Your assignment :: Print each entry below precisely as it reads.

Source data
......
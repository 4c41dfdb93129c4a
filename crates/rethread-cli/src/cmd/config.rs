use crate::output::print_json;
use anyhow::Context;
use clap::Subcommand;
use rethread_core::config::{Config, WarnLevel};
use std::path::Path;

#[derive(Subcommand)]
pub enum ConfigSubcommand {
    /// Print the loaded configuration
    Show,
    /// Validate the config for common mistakes
    Validate,
}

pub fn run(root: &Path, subcmd: ConfigSubcommand, json: bool) -> anyhow::Result<()> {
    let config = Config::load(root).context("failed to load config")?;
    match subcmd {
        ConfigSubcommand::Show => show(&config, json),
        ConfigSubcommand::Validate => validate(&config, json),
    }
}

fn show(config: &Config, json: bool) -> anyhow::Result<()> {
    if json {
        return print_json(config);
    }
    print!("{}", serde_yaml::to_string(config)?);
    Ok(())
}

fn validate(config: &Config, json: bool) -> anyhow::Result<()> {
    let warnings = config.validate();

    if json {
        print_json(&serde_json::json!({ "warnings": warnings }))?;
    } else if warnings.is_empty() {
        println!("Config is valid. No warnings.");
    } else {
        for w in &warnings {
            let prefix = match w.level {
                WarnLevel::Warning => "warning",
                WarnLevel::Error => "error",
            };
            println!("[{prefix}] {}", w.message);
        }
    }

    if warnings.iter().any(|w| w.level == WarnLevel::Error) {
        anyhow::bail!("config validation found errors");
    }
    Ok(())
}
......
Response box ::
repository 4c41dfdb93129c4a
filename crates/rethread-cli/src/cmd/config.rs
use crate::output::print_json;
use anyhow::Context;
use clap::Subcommand;
use rethread_core::config::{Config, WarnLevel};
use std::path::Path;

#[derive(Subcommand)]
pub enum ConfigSubcommand {
    /// Print the loaded configuration
    Show,
    /// Validate the config for common mistakes
    Validate,
}

pub fn run(root: &Path, subcmd: ConfigSubcommand, json: bool) -> anyhow::Result<()> {
    let config = Config::load(root).context("failed to load config")?;
    match subcmd {
        ConfigSubcommand::Show => show(&config, json),
        ConfigSubcommand::Validate => validate(&config, json),
    }
}

fn show(config: &Config, json: bool) -> anyhow::Result<()> {
    if json {
        return print_json(config);
    }
    print!("{}", serde_yaml::to_string(config)?);
    Ok(())
}

fn validate(config: &Config, json: bool) -> anyhow::Result<()> {
    let warnings = config.validate();

    if json {
        print_json(&serde_json::json!({ "warnings": warnings }))?;
    } else if warnings.is_empty() {
        println!("Config is valid. No warnings.");
    } else {
        for w in &warnings {
            let prefix = match w.level {
                WarnLevel::Warning => "warning",
                WarnLevel::Error => "error",
            };
            println!("[{prefix}] {}", w.message);
        }
    }

    if warnings.iter().any(|w| w.level == WarnLevel::Error) {
        anyhow::bail!("config validation found errors");
    }
    Ok(())
}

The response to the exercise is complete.